Excerpted data START

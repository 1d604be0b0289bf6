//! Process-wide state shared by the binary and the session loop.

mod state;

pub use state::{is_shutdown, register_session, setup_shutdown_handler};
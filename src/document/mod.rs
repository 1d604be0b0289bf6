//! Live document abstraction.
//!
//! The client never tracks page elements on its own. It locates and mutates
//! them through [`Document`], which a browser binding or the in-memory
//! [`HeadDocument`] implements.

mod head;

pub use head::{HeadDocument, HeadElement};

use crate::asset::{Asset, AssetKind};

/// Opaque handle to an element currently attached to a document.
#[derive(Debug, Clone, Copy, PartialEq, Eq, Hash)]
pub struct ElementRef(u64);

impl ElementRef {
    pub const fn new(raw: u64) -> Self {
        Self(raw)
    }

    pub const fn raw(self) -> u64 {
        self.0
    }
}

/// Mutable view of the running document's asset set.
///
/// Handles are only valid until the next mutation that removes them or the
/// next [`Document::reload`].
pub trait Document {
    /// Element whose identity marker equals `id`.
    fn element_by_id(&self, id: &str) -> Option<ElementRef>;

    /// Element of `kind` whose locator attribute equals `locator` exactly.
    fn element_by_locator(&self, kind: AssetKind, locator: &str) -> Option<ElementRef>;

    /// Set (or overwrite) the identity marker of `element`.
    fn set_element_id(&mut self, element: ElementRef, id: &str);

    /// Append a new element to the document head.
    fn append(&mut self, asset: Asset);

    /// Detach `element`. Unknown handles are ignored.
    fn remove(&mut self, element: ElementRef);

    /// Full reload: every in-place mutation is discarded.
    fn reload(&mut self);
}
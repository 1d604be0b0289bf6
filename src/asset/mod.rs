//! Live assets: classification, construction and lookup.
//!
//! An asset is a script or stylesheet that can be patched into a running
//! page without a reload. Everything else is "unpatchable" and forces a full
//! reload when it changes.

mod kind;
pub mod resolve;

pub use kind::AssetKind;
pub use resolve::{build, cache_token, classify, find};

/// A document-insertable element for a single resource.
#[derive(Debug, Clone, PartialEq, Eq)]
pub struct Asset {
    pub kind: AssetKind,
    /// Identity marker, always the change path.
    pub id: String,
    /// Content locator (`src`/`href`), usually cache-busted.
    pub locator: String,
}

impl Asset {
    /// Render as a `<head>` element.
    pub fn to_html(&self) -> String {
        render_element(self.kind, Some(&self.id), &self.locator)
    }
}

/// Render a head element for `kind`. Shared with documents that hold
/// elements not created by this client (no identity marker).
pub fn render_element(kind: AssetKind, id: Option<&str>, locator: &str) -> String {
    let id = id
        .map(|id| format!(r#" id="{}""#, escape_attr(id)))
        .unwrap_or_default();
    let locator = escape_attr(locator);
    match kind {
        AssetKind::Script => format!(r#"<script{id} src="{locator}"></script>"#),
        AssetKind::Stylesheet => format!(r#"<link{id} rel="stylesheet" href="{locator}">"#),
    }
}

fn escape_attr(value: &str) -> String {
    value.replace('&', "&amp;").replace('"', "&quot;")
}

Excerpted data END

### Work instructions
After locating the line with "fn element_by_id(&self, id: &str)" above, return that line and every later line through the one with "Set (or overwrite)", word for word and with nothing else.

### Your solution
    fn element_by_id(&self, id: &str) -> Option<ElementRef>;

    /// Element of `kind` whose locator attribute equals `locator` exactly.
    fn element_by_locator(&self, kind: AssetKind, locator: &str) -> Option<ElementRef>;

    /// Set (or overwrite) the identity marker of `element`.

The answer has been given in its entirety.